Introducing soft and non-planar groups with large geometrical sizes could effectively eliminate intermolecular compaction in solids. One of the most widely applied spacers is the alkyl chain. Wu and coworkers reported grafting flanking alkyl chains with different lengths (n = 4, 8 and 12) onto the nitrogen of the indole ring to prepare a T-type SP, which exhibits fast and efficient photochromism in solids. The photoisomerization of the T-type SP could be precisely controlled by introducing a halide at the end of the alkyl substitute. The intermolecular electron-donating effect formed between the halide and the cationic nitrogen of the indole ring, stabilizes the MC isomer in solid.48 In addition, tetraphenylethene (TPE) has been introduced into photoresponsive molecules for providing necessary free space as well as achieving aggregation-induced emission (AIE) property. Tian and coworkers functionalized TPE to the indole nitrogen of SP through a flexible covalent ester chain. The twisted TPE offers enough molecular mobility for the isomerization of SP in solids.51 They also reported fabricating a solid-state SP photoswitch with light-controllable fluorescence switching between three colors.52 Similar approaches are also applied for prompting the isomerization of naphthopyran and fulgide in the solid state.53,54
Supramolecular host-guest complex with high flexibility but a relatively stable chemical structure could provide sufficient intrinsic mobility for photoresponsive molecules. Lin and coworkers fabricated a series of photoresponsive rotaxanes using SP as one of the stoppers of the axle. Fast SC-to-MC isomerization of SP occurs in the solid state when the macrocyclic molecule exists on the axle. With the introduced TPE in the macrocyclic molecule, reversible fluorescence switching controlled by UV and visible light irradiation was realized in the solid powder form.55
3.1.2 Perspectives.
As a strategy to improve the molecular distribution in the solid state without extrinsic help, introducing functional groups and spacers is attractive in fabricating “pure” solid-state photoresponsive materials because no second phase is needed to be introduced. However, several challenges are still waiting to be overcome,
(1) Further improving the kinetics of photoisomerization in solid. Modified with a bulky spacer or placeholder group enables photoswitches' free volume to isomerize. However, the intermolecular aggregation is not completely prevented in solids, and the photoswitches still need to overcome the interaction to reach another photostationary state. Therefore, the kinetics are not as high as that in the solution. Introducing the well-controlled supramolecular system might be applicable to further improve the flexibility of the surrounding aggregation, while the combined model of photoswitches and supramolecules needs to be carefully studied and simulated.
(2) Morphology collapses during repeated isomerization. In crystalline photoresponsive materials, notable morphology change on the crystal surface could be observed by double-probe atomic force microscopy after repeated photoisomerization.56 This phenomenon happens even for photoresponsive molecules with slight conformation changes (i.e. DAE), which will be more obvious for the photoswitches with significant conformation changes (i.e. azopyrimidine derivative).27 This problem might contribute to uncertainties in practical applications, which is difficult to be solved without the assistance of a fixed framework.

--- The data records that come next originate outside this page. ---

use std::collections::HashMap;
use std::time::Duration;

use serde::Deserialize;

use crate::error::EngineError;
use crate::retry::RetryPolicy;

/// Message shown in place of a validator that failed to run.
pub const DEFAULT_FAULT_MESSAGE: &str = "Validation error";

#[derive(Debug, Clone, Deserialize)]
#[serde(default)]
pub struct AutosaveConfig {
    /// Quiet period before pending edits are flushed.
    pub delay_ms: u64,
    /// Per-field overrides of `delay_ms`.
    pub field_delays_ms: HashMap<String, u64>,
    /// Send the draft version with every save.
    pub optimistic_concurrency: bool,
    /// Route flushes into the offline queue while disconnected.
    pub queue_offline: bool,
    pub retry: RetryPolicy,
    /// Store key for the durable offline queue, when a store is attached.
    pub offline_queue_key: String,
}

impl Default for AutosaveConfig {
    fn default() -> Self {
        Self {
            delay_ms: 1_000,
            field_delays_ms: HashMap::new(),
            optimistic_concurrency: true,
            queue_offline: true,
            retry: RetryPolicy::default(),
            offline_queue_key: "draftsync:offline-queue".to_string(),
        }
    }
}

impl AutosaveConfig {
    #[must_use]
    pub fn with_delay(mut self, delay: Duration) -> Self {
        self.delay_ms = delay.as_millis() as u64;
        self
    }

    #[must_use]
    pub fn with_field_delay(mut self, field: &str, delay: Duration) -> Self {
        self.field_delays_ms
            .insert(field.to_string(), delay.as_millis() as u64);
        self
    }

    #[must_use]
    pub fn with_retry(mut self, retry: RetryPolicy) -> Self {
        self.retry = retry;
        self
    }

    pub fn delay(&self) -> Duration {
        Duration::from_millis(self.delay_ms)
    }

    pub fn delay_for(&self, field: &str) -> Duration {
        Duration::from_millis(
            self.field_delays_ms
                .get(field)
                .copied()
                .unwrap_or(self.delay_ms),
        )
    }
}

#[derive(Debug, Clone, Deserialize)]
#[serde(default)]
pub struct HistoryConfig {
    pub max_entries: usize,
    /// Collapse same-field edits closer together than this.
    pub merge_window_ms: u64,
    pub enable_batching: bool,
    /// Compress automatically once the length reaches `compress_threshold * max_entries`.
    pub auto_compress: bool,
    pub compress_threshold: f64,
    pub compress_ratio: f64,
    pub persist_debounce_ms: u64,
}

impl Default for HistoryConfig {
    fn default() -> Self {
        Self {
            max_entries: 50,
            merge_window_ms: 1_000,
            enable_batching: true,
            auto_compress: false,
            compress_threshold: 0.9,
            compress_ratio: 0.5,
            persist_debounce_ms: 500,
        }
    }
}

impl HistoryConfig {
    #[must_use]
    pub fn with_max_entries(mut self, max_entries: usize) -> Self {
        self.max_entries = max_entries;
        self
    }

    #[must_use]
    pub fn with_merge_window(mut self, window: Duration) -> Self {
        self.merge_window_ms = window.as_millis() as u64;
        self
    }

    #[must_use]
    pub fn without_batching(mut self) -> Self {
        self.enable_batching = false;
        self
    }
}

#[derive(Debug, Clone, Deserialize)]
#[serde(default)]
pub struct ValidationConfig {
    pub fault_message: String,
    /// Debounce applied to async rules that do not set their own.
    pub async_debounce_ms: u64,
}

impl Default for ValidationConfig {
    fn default() -> Self {
        Self {
            fault_message: DEFAULT_FAULT_MESSAGE.to_string(),
            async_debounce_ms: 0,
        }
    }
}

/// Settings for one card editor, usually loaded from a TOML file.
#[derive(Debug, Clone, Default, Deserialize)]
#[serde(default)]
pub struct EditorConfig {
    pub autosave: AutosaveConfig,
    pub history: HistoryConfig,
    pub validation: ValidationConfig,
}

impl EditorConfig {
    pub fn from_toml_str(source: &str) -> Result<Self, EngineError> {
        Ok(toml::from_str(source)?)
    }
}
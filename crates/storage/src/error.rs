use thiserror::Error;

#[derive(Debug, Error)]
pub enum StorageError {
    #[error("sqlite error: {0}")]
    Sqlite(#[from] rusqlite::Error),

    #[error("serialization error: {0}")]
    Serialization(String),
}
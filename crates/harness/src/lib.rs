//! Test doubles for driving the editing kernel without a real backend.

pub mod backend;
pub mod clock;
pub mod observer;

pub use backend::{RecordedCall, ScriptedBackend};
pub use clock::ManualClock;
pub use observer::{ObservedEvent, RecordingObserver};

use draftsync_core::{FieldValue, Fields};
use tracing_subscriber::EnvFilter;

/// Install a test-friendly subscriber filtered by `RUST_LOG` (default `warn`).
/// Safe to call from every test; only the first call installs anything.
pub fn init_tracing() {
    let filter = EnvFilter::try_from_default_env().unwrap_or_else(|_| EnvFilter::new("warn"));
    let _ = tracing_subscriber::fmt()
        .with_env_filter(filter)
        .with_target(true)
        .with_test_writer()
        .try_init();
}

/// Build a field map from literal pairs.
pub fn fields<const N: usize>(pairs: [(&str, FieldValue); N]) -> Fields {
    pairs
        .into_iter()
        .map(|(name, value)| (name.to_string(), value))
        .collect()
}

3.2 Extrinsic methods: assembling a monolayer on the surface
The formation of a monolayer on the surface helps the dispersion of photoresponsive molecules on the x–y plane while preventing the stacking at the z-axis, which provides enough free space for photoisomerization (Fig. 5). Moreover, the molecular density on the x–y plane could be precisely controlled by applying spacer molecules. The photoresponsive molecules are introduced on the surface of the substrate either by chemical anchoring or physisorption. Surfaces with various chemical environments, including glass57 and silicon wafers,58 metal59 and metallic oxide,60 polymers61 and two-dimensional materials62 have been widely used as the substrates to reveal the isomerization property of photoswitches. Meanwhile, the hydrophilicity, optical property63 and conductivity64 of the surface could be controlled by light.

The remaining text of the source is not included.